Problem to solve: What lines below mention the word "await"? Copy each one.

[Records from a dataset]
++++++++++++++++++++

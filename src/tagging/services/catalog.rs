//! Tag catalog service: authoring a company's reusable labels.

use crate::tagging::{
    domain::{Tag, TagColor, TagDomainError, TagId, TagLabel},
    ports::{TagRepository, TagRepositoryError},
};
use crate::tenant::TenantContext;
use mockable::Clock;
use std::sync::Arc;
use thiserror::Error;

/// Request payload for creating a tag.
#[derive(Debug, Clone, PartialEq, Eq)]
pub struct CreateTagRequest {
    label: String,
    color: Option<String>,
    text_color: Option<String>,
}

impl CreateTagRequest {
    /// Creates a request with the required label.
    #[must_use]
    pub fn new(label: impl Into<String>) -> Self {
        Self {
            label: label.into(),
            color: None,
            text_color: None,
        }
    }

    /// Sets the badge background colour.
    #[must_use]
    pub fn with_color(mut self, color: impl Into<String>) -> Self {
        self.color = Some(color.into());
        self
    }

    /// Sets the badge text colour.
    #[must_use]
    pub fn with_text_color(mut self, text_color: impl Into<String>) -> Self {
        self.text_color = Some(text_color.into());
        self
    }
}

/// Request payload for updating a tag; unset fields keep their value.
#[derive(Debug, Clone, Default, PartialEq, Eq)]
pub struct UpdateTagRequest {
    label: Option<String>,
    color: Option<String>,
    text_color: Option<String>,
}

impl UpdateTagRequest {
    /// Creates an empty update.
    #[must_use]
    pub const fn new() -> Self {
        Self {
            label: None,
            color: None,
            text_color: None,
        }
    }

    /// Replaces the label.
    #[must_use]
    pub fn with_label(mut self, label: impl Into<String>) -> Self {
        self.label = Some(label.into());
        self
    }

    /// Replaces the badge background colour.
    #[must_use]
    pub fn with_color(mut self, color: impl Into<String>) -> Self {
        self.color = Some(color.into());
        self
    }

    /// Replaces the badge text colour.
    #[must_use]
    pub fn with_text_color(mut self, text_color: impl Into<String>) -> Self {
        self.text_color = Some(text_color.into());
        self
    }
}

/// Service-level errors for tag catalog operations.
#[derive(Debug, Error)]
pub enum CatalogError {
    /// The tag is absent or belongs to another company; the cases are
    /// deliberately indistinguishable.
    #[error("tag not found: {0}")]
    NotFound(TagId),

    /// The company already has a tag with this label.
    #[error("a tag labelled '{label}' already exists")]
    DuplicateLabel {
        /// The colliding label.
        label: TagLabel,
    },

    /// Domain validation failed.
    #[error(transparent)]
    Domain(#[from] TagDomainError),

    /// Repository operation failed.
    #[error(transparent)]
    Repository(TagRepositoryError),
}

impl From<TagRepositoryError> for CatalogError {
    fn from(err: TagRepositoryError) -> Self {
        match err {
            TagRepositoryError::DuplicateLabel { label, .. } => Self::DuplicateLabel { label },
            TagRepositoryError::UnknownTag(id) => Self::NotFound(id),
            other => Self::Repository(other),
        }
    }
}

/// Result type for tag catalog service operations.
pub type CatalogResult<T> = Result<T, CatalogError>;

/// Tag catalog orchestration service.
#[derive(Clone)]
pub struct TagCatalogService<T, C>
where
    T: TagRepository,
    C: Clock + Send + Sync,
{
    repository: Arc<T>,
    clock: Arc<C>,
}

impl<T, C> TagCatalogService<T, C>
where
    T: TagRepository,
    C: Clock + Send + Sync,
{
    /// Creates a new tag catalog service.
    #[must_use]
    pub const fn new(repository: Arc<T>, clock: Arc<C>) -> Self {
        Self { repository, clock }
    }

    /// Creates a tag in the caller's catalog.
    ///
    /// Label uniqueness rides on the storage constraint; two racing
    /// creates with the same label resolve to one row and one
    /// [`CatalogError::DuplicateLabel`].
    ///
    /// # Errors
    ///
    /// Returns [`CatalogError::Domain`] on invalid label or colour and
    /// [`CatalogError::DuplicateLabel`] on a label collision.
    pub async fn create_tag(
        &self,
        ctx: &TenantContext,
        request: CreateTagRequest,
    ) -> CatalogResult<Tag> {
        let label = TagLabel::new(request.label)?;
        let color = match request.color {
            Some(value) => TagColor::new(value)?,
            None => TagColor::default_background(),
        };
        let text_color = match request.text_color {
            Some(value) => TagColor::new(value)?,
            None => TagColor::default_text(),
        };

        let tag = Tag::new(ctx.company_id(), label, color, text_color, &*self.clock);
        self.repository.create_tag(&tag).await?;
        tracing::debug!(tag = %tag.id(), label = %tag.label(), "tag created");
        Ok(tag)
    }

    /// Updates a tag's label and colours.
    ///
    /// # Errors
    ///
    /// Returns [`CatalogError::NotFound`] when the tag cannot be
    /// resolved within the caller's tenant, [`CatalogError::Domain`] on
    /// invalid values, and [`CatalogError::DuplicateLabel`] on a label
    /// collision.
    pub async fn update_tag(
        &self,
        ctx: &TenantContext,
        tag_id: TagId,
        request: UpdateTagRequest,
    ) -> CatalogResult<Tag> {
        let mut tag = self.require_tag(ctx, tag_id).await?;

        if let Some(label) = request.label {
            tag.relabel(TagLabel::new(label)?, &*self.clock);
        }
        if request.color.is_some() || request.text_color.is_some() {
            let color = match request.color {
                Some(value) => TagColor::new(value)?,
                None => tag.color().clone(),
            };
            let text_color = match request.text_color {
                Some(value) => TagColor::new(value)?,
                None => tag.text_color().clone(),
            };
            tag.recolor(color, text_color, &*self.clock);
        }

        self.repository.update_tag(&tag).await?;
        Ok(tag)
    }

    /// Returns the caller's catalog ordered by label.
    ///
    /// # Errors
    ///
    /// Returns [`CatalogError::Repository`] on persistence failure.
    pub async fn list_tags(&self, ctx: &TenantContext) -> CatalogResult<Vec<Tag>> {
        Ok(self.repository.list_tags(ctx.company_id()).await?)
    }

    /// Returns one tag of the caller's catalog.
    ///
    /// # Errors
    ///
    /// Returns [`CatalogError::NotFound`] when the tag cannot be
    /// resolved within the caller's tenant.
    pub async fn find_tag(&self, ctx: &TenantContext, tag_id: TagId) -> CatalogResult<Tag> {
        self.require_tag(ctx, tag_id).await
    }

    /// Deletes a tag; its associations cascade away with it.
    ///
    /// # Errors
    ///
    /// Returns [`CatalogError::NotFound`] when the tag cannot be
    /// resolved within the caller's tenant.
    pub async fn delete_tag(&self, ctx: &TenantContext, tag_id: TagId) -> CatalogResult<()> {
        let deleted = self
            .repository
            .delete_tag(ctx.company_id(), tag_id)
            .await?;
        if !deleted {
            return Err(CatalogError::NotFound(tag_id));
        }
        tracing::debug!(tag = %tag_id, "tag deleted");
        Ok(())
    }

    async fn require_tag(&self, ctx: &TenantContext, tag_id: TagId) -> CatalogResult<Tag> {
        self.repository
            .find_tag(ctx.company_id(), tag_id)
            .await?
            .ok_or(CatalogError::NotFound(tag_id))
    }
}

++++++++++++++++++++

Expected output:
        self.repository.create_tag(&tag).await?;
        let mut tag = self.require_tag(ctx, tag_id).await?;
        self.repository.update_tag(&tag).await?;
        Ok(self.repository.list_tags(ctx.company_id()).await?)
        self.require_tag(ctx, tag_id).await
            .await?;
            .await?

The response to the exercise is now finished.